Read The Girl Who Dared to Think Page 9


  It occurred to me that I was a statistic no matter what I did, and I set fire to the idea until it was ashes, and focused on Grey, my task clear: get him to confess how he changed his number, and use it. But I had to go slow; whatever it was, it could be illegal or possibly even embarrassing. He needed to feel confident before confiding in me.

  “I see your number went up,” he said. “Good for you.”

  I looked down at my wrist and then slapped my hand over the number, shifting my weight. “Thanks,” I said. “But I’m not sure how much longer it’ll be there.”

  He looked back at me, his brows furrowed, but he said nothing. After a moment he shoved away from the rail to stand before me. “You want something from me,” he said flatly. “What would that be?”

  I stood there, the question starting and stopping at least a dozen times in the space of a heartbeat. I was taking a dangerous risk, now that I thought about it. If I took a moment to believe in Scipio, then it would mean that somehow Grey had earned his forgiveness. And if I accused Grey, a nine, of cheating the system, my rank might tap-dance its merry way back down to four, and then three all over again. And then where would I be?

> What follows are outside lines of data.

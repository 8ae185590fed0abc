//! Domain error types.

mod load_error;

pub use load_error::{LoadError, LoadResult};
//! Application configuration.

pub mod app_config;
pub mod args;
pub mod storage;

pub use app_config::{AppConfig, FallbackSection, LoaderSection, LogLevel};
pub use args::CliArgs;
pub use storage::{ConfigError, StorageManager};
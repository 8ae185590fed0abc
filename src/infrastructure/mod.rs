//! Infrastructure layer with external service adapters.

/// Application configuration.
pub mod config;
/// Image caching, request registry and HTTP fetching.
pub mod image;

pub use config::{AppConfig, CliArgs, ConfigError, LogLevel, StorageManager};
pub use image::{CacheStats, HttpImageFetcher, MemoryImageCache, TaskRegistry};
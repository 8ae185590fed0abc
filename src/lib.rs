//! viewkit - asynchronous image loading into views.
//!
//! Images are resolved through a process-wide memory cache and, on a miss,
//! downloaded and decoded off the presentation context. Each view has at most
//! one request in flight; a newer request cancels the older one and stale
//! results are never shown.

#![warn(missing_docs)]
#![warn(clippy::all)]
#![warn(clippy::pedantic)]
#![allow(clippy::module_name_repetitions)]

/// Domain layer containing entities, errors, and port definitions.
pub mod domain;
/// Infrastructure layer containing cache, registry and HTTP adapters.
pub mod infrastructure;
/// Presentation layer containing the presentation context, views and loader.
pub mod presentation;
/// Generic helpers.
pub mod util;

pub use domain::{FallbackImage, LoadError, Locator, Tint, ViewState};
pub use presentation::{ImageLoader, ImageLoaderConfig, ImageView, MainContext};

/// Current version of the library.
pub const VERSION: &str = env!("CARGO_PKG_VERSION");

/// Library name.
pub const NAME: &str = "viewkit";
//! Port definition for image caching.

use crate::domain::entities::Artifact;

/// Port for caching decoded images by locator key.
/// Implementations must be thread-safe; a missing entry is a normal miss.
#[async_trait::async_trait]
pub trait ImageCachePort: Send + Sync {
    /// Attempts to get an image from the cache.
    async fn get(&self, key: &str) -> Option<Artifact>;

    /// Stores an image, replacing any previous value for `key`.
    async fn put(&self, key: String, artifact: Artifact);

    /// Removes an image from the cache.
    async fn evict(&self, key: &str);

    /// Drops every entry, as under memory pressure.
    async fn purge(&self);

    /// Returns the current number of cached images.
    fn len(&self) -> usize;

    /// Returns true if the cache is empty.
    fn is_empty(&self) -> bool {
        self.len() == 0
    }
}
// tests/normalize.rs
//
// Raw rows → observation set, including the rows that get dropped.
//
use votewatch::engine::{normalize, RawRecord};

fn raw(line: usize, title: &str, votes: &str, ts: &str) -> RawRecord {
    let mut r = RawRecord::new(title, votes, ts);
    r.line = line;
    r
}

#[test]
fn coerces_votes_and_counts_bad_timestamps() {
    let rows = vec![
        raw(2, "Park", "12,345 votes", "01-05-2024 09:00:00"),
        raw(3, "Park", "n/a", "01-05-2024 10:00:00"),
        raw(4, "Square", "7", "2024-05-01 10:00"),
        raw(5, " Square ", "", "01-05-2024 11:00:00"),
        raw(6, "Pier", "3", ""),
    ];
    let n = normalize(&rows);

    assert_eq!(n.observations.len(), 3);
    assert_eq!(n.skipped(), 2);
    assert_eq!(n.rejected.iter().map(|r| r.line).collect::<Vec<_>>(), vec![4, 6]);

    let counts: Vec<u64> = n.observations.iter().map(|o| o.vote_count).collect();
    assert_eq!(counts, vec![12345, 0, 0]);
    // titles are trimmed
    assert_eq!(n.observations.as_slice()[2].project_title, "Square");
}

#[test]
fn empty_input_is_empty_set() {
    let n = normalize(&[]);
    assert!(n.observations.is_empty());
    assert_eq!(n.skipped(), 0);
}

#[test]
fn keeps_input_order() {
    let rows = vec![
        raw(2, "B", "2", "02-05-2024 09:00:00"),
        raw(3, "A", "1", "01-05-2024 09:00:00"),
    ];
    let n = normalize(&rows);
    let titles: Vec<&str> = n.observations.iter().map(|o| o.project_title.as_str()).collect();
    assert_eq!(titles, vec!["B", "A"]);
}
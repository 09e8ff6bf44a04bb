// src/engine/snapshot.rs
use std::collections::BTreeMap;

use chrono::NaiveDate;

use super::types::{Observation, ObservationSet, Snapshot};

/// Latest observation per project on `date`, ordered by title.
///
/// Projects with nothing on that day are absent, not zero. Input order is
/// not trusted: observations are walked in time order so the last write per
/// project is its maximum timestamp.
pub fn snapshot(set: &ObservationSet, date: NaiveDate) -> Vec<Snapshot> {
    let mut latest: BTreeMap<&str, &Observation> = BTreeMap::new();
    for o in set.chronological() {
        if o.date() == date {
            latest.insert(o.project_title.as_str(), o);
        }
    }

    latest
        .into_values()
        .map(|o| Snapshot {
            project_title: o.project_title.clone(),
            vote_count: o.vote_count,
            as_of: date,
        })
        .collect()
}

/// `snapshot` keyed by title.
pub fn snapshot_map(set: &ObservationSet, date: NaiveDate) -> BTreeMap<String, u64> {
    snapshot(set, date)
        .into_iter()
        .map(|s| (s.project_title, s.vote_count))
        .collect()
}
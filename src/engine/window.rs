// src/engine/window.rs
//
// Window deltas: how much each project gained since the start of the most
// recent hour/day/week/month that has any data.
//
// Windows are calendar-aligned truncations, not rolling lookbacks: the log
// is polled at irregular intervals, and truncation gives boundaries that can
// be reproduced by hand.
//
// Always run against the full history. The dashboard's project/date filter
// does not apply here.

use std::collections::BTreeMap;

use super::types::{signed, Delta, ObservationSet, Window, WindowKey};

/// Deltas of one granularity.
#[derive(Clone, Debug, PartialEq, Eq)]
pub struct WindowDeltas {
    pub window: Window,
    /// Most recent window with data; None for an empty set.
    pub current: Option<WindowKey>,
    /// One entry per project in the set, ordered by title.
    pub deltas: Vec<Delta>,
}

impl WindowDeltas {
    fn empty(window: Window) -> Self {
        Self { window, current: None, deltas: Vec::new() }
    }

    /// Sum over all projects; what the dashboard's metric strip shows.
    pub fn total(&self) -> i64 {
        self.deltas.iter().fold(0i64, |acc, d| acc.saturating_add(d.value))
    }

    pub fn get(&self, title: &str) -> Option<i64> {
        self.deltas.iter().find(|d| d.project_title == title).map(|d| d.value)
    }

    pub fn to_map(&self) -> BTreeMap<String, i64> {
        self.deltas.iter().map(|d| (d.project_title.clone(), d.value)).collect()
    }
}

/// `latest - first_in_current_window` per project.
///
/// - `latest` is the project's chronologically last observation anywhere.
/// - the baseline is its first observation whose key equals the overall max
///   key; a project with no sample there gets baseline 0 (delta = latest).
/// - negative results are kept as-is.
pub fn window_deltas(set: &ObservationSet, window: Window) -> WindowDeltas {
    let ordered = set.chronological();

    let Some(current) = ordered.iter().map(|o| window.key(o.observed_at)).max() else {
        return WindowDeltas::empty(window);
    };

    let mut latest: BTreeMap<&str, u64> = BTreeMap::new();
    let mut start: BTreeMap<&str, u64> = BTreeMap::new();

    for o in &ordered {
        let title = o.project_title.as_str();
        latest.insert(title, o.vote_count);
        if window.key(o.observed_at) == current {
            start.entry(title).or_insert(o.vote_count);
        }
    }

    let deltas = latest
        .into_iter()
        .map(|(title, last)| {
            let base = start.get(title).copied().unwrap_or(0);
            Delta {
                project_title: s!(title),
                window,
                value: signed(last).saturating_sub(signed(base)),
            }
        })
        .collect();

    WindowDeltas { window, current: Some(current), deltas }
}

/// `window_deltas` for hour, day, week and month, in that order.
pub fn all_window_deltas(set: &ObservationSet) -> Vec<WindowDeltas> {
    Window::ALL.iter().map(|&w| window_deltas(set, w)).collect()
}
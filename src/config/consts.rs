// src/config/consts.rs

// Raw log (written by the collector, read by the dashboard)
pub const DEFAULT_LOG_FILE: &str = "votes_data.csv";
pub const LOG_HEADER: [&str; 3] = ["title", "votes", "timestamp"];
pub const LOG_SEP: char = ',';
pub const TIMESTAMP_FORMAT: &str = "%d-%m-%Y %H:%M:%S";

// Local state
pub const DEBUG_LOG_FILE: &str = ".store/debug.log";
pub const SETTINGS_FILE: &str = "votewatch.toml";
pub const DEFAULT_LOG_LEVEL: &str = "info";

// Filter input (date pickers / CLI flags)
pub const DATE_INPUT_FORMAT: &str = "%Y-%m-%d";
pub const DATE_DISPLAY_FORMAT: &str = "%d.%m.%Y";
// src/config/state.rs
use super::options::ReportOptions;

/// Dashboard tabs, in display order.
#[derive(Clone, Copy, Debug, PartialEq, Eq, Default)]
pub enum Tab {
    #[default]
    Overview,
    Standings,
    Details,
}

impl Tab {
    pub const ALL: [Tab; 3] = [Tab::Overview, Tab::Standings, Tab::Details];

    pub fn title(self) -> &'static str {
        match self {
            Tab::Overview => "Overview",
            Tab::Standings => "Standings",
            Tab::Details => "Details",
        }
    }
}

#[derive(Clone, Debug)]
pub struct GuiState {
    /// Current filter; None until the log has data.
    pub report: Option<ReportOptions>,

    /// Active tab
    pub tab: Tab,

    pub window_w: u32,
    pub window_h: u32,
}

impl Default for GuiState {
    fn default() -> Self {
        Self {
            report: None,
            tab: Tab::default(),
            window_w: 1100,
            window_h: 700,
        }
    }
}
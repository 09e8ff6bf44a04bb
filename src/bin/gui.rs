// src/bin/gui.rs
#![cfg_attr(target_os = "windows", windows_subsystem = "windows")]
use std::path::Path;

use eframe::egui::{IconData, ViewportBuilder};
use image::{Rgba, RgbaImage};
use votewatch::config::{consts::SETTINGS_FILE, settings::Settings, state::GuiState};
use votewatch::gui;

/// 32×32 bar-chart glyph; three rising green bars on transparent.
fn app_icon() -> IconData {
    const SIZE: u32 = 32;
    let bars = [(4u32, 12u32, 14u32), (13, 21, 8), (22, 30, 3)]; // (x0, x1, top)
    let rgba = RgbaImage::from_fn(SIZE, SIZE, |x, y| {
        let inside = bars.iter().any(|&(x0, x1, top)| x >= x0 && x < x1 && y >= top && y < SIZE - 2);
        if inside { Rgba([0x4C, 0xAF, 0x50, 0xFF]) } else { Rgba([0, 0, 0, 0]) }
    });
    let (w, h) = rgba.dimensions();
    IconData { rgba: rgba.into_raw(), width: w, height: h }
}

fn main() {
    let settings = match Settings::load(Path::new(SETTINGS_FILE)) {
        Ok(s) => s,
        Err(e) => {
            eprintln!("Settings: {e}; using defaults");
            Settings::default()
        }
    };
    if let Err(e) = votewatch::log::init(&settings.logging) {
        eprintln!("Logging disabled: {e}");
    }

    let state = GuiState::default();
    let options = eframe::NativeOptions {
        viewport: ViewportBuilder::default()
            .with_inner_size([state.window_w as f32, state.window_h as f32])
            .with_icon(app_icon()),
        ..Default::default()
    };

    if let Err(e) = gui::run(options, settings) {
        eprintln!("GUI failed: {}", e);
        std::process::exit(1);
    }
}
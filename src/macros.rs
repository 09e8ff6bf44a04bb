// src/macros.rs
#[macro_export]
macro_rules! s {
    // String shorthand!

    // Zero-arg → String::new()
    () => {
        ::std::string::String::new()
    };
    // Any single expression; works for literals, consts, or vars
    ($expr:expr) => {
        ::std::string::String::from($expr)
    };
}
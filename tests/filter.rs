// tests/filter.rs
use std::collections::BTreeSet;

use chrono::{NaiveDate, NaiveDateTime};
use votewatch::engine::{filter, DateRange, Observation, ObservationSet};

fn day(d: u32) -> NaiveDate { NaiveDate::from_ymd_opt(2024, 5, d).unwrap() }
fn at(d: u32, h: u32) -> NaiveDateTime { day(d).and_hms_opt(h, 0, 0).unwrap() }

fn set() -> ObservationSet {
    ObservationSet::new(vec![
        Observation::new("A", 1, at(1, 9)),
        Observation::new("B", 2, at(1, 23)),
        Observation::new("A", 3, at(2, 0)),
        Observation::new("C", 4, at(3, 12)),
        Observation::new("A", 5, at(3, 23)),
    ])
}

fn pick(titles: &[&str]) -> BTreeSet<String> {
    titles.iter().map(|t| t.to_string()).collect()
}

#[test]
fn selection_and_inclusive_range() {
    let out = filter(&set(), &pick(&["A", "C"]), DateRange::new(day(2), day(3)));
    let got: Vec<(String, u64)> = out.iter().map(|o| (o.project_title.clone(), o.vote_count)).collect();
    assert_eq!(got, vec![("A".into(), 3), ("C".into(), 4), ("A".into(), 5)]);
}

#[test]
fn single_day_range_includes_whole_day() {
    let out = filter(&set(), &pick(&["A", "B"]), DateRange::new(day(1), day(1)));
    assert_eq!(out.len(), 2);
}

#[test]
fn empty_selection_is_empty_regardless_of_range() {
    let out = filter(&set(), &BTreeSet::new(), DateRange::new(day(1), day(31)));
    assert!(out.is_empty());
}

#[test]
fn inverted_range_is_empty_not_error() {
    let out = filter(&set(), &pick(&["A", "B", "C"]), DateRange::new(day(3), day(1)));
    assert!(out.is_empty());
}

#[test]
fn unknown_titles_match_nothing() {
    let out = filter(&set(), &pick(&["Z"]), DateRange::new(day(1), day(3)));
    assert!(out.is_empty());
}

#[test]
fn source_set_is_untouched() {
    let s = set();
    let before = s.clone();
    let _ = filter(&s, &pick(&["A"]), DateRange::new(day(1), day(1)));
    assert_eq!(s, before);
}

  “Yes,” I admitted after a pause, looking at him through my eyelashes. “I do. But… I’m having a hard time asking it.” He started to roll his eyes, and I impulsively took a step forward, grabbing his arm and looking at him. “I’m sorry, I just… feel like I’ve woken up in this stranger’s life, and I feel more out of place than I ever did before. I can’t remember anything from the past week, my mother is finally praising me, everyone is acting like I’m some sort of hero instead of the villain—which is also uncomfortable in its own right—and now I’m standing on a catwalk, unloading on a complete stranger I tried to arrest over a week ago, because I’m not sure what to do.”

  I finished my rant right around the same time as my mind began to scream out an alert that maybe I shouldn’t be saying what I was saying, and I looked down, heat rising to my cheeks and pooling there, until I was sure they would start to smoke. Grey didn’t say anything, but a quick glance up told me he was watching me with an unmistakable look of sympathy. As soon as I tilted my chin up to confirm it, it disappeared behind a tight, neutral mask.

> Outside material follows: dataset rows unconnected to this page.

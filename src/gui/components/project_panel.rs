// src/gui/components/project_panel.rs
//
// Renders the left project list and the date range, and applies changes
// directly to `app`. Handles ctrl/shift range behavior and rebuilds the
// report on any change.

use eframe::egui;
use egui_extras::DatePickerButton;

use crate::gui::app::App;

pub fn draw(ui: &mut egui::Ui, app: &mut App) {
    ui.heading("Filters");

    if ui.button("Reload").on_hover_text("Re-read the observation log").clicked() {
        logf!("UI: Reload requested");
        app.reload();
    }

    ui.separator();

    // Apply current filter → report, set status.
    let apply_change = |app: &mut App| {
        app.rebuild_report();
        app.set_selection_message();
    };

    let Some(opts) = app.state.report.as_mut() else {
        ui.label("No projects yet");
        return;
    };

    ui.label("Period");
    let mut range_changed = false;
    egui::Grid::new("period_grid").num_columns(2).show(ui, |ui| {
        ui.label("From");
        range_changed |= ui.add(DatePickerButton::new(&mut opts.range.start).id_salt("range_start")).changed();
        ui.end_row();
        ui.label("To");
        range_changed |= ui.add(DatePickerButton::new(&mut opts.range.end).id_salt("range_end")).changed();
        ui.end_row();
    });
    if opts.range.is_inverted() {
        ui.colored_label(ui.visuals().warn_fg_color, "Start date is after end date");
    }
    if range_changed {
        logf!("UI: Range → {} .. {}", opts.range.start, opts.range.end);
        apply_change(app);
    }

    ui.separator();
    ui.heading("Projects");

    ui.horizontal(|ui| {
        if ui.button("All").clicked() {
            if let Some(opts) = app.state.report.as_mut() {
                opts.selection = app.projects.iter().cloned().collect();
            }
            apply_change(app);
        }
        if ui.button("None").clicked() {
            if let Some(opts) = app.state.report.as_mut() {
                opts.selection.clear();
            }
            apply_change(app);
        }
    });

    ui.separator();

    {
        let s = &mut ui.style_mut().spacing.scroll;
        s.floating = false;
        s.bar_width = 10.0;
        s.handle_min_length = 48.0;
        s.foreground_color = true;
        let visuals = &mut ui.style_mut().visuals;
        visuals.extreme_bg_color = visuals.panel_fill;
    }

    egui::ScrollArea::vertical()
        .id_salt("projects_panel_scroll")
        .show(ui, |ui| {
            let w = ui.available_width();
            ui.set_min_width(w);
            let mut changed = false;

            let Some(opts) = app.state.report.as_mut() else { return };
            let sel = &mut opts.selection;

            for (idx, title) in app.projects.iter().enumerate() {
                let is_selected = sel.contains(title);
                let resp = ui.selectable_label(is_selected, title.as_str());

                if resp.clicked() {
                    let modifiers = ui.input(|i| i.modifiers);
                    let ctrl = modifiers.command || modifiers.ctrl;
                    let shift = modifiers.shift;
                    let anchor = app.last_clicked;

                    match (ctrl, shift, anchor) {
                        (true, true, Some(last)) => {
                            let (lo, hi) = if last <= idx { (last, idx) } else { (idx, last) };
                            sel.extend(app.projects[lo..=hi].iter().cloned());
                        }
                        (true, _, _) => {
                            if is_selected { sel.remove(title); } else { sel.insert(title.clone()); }
                        }
                        (false, true, Some(last)) => {
                            let (lo, hi) = if last <= idx { (last, idx) } else { (idx, last) };
                            sel.clear();
                            sel.extend(app.projects[lo..=hi].iter().cloned());
                        }
                        _ => {
                            sel.clear();
                            sel.insert(title.clone());
                        }
                    }
                    app.last_clicked = Some(idx);
                    changed = true;
                }
            }

            if changed {
                logf!("UI: Selection changed ({} projects)", sel.len());
                apply_change(app);
            }
        });
}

  “Well, that was a lot to take in,” he said after a moment. He folded the knife and slipped it into his pocket, while depositing the apple core into another one. I watched as he turned to leave, my heart sinking into my stomach, the urge to kick the railing increasing with his every step as he walked away, when he suddenly called, “You coming or what?” over his shoulder.

  I followed, my heart pounding in my chest as we quickly crossed the long catwalk until we were at the doorway at the other end and stepping into a wide space filled with pipes. They rumbled all around us with hidden floods, mirroring my own hammering heart.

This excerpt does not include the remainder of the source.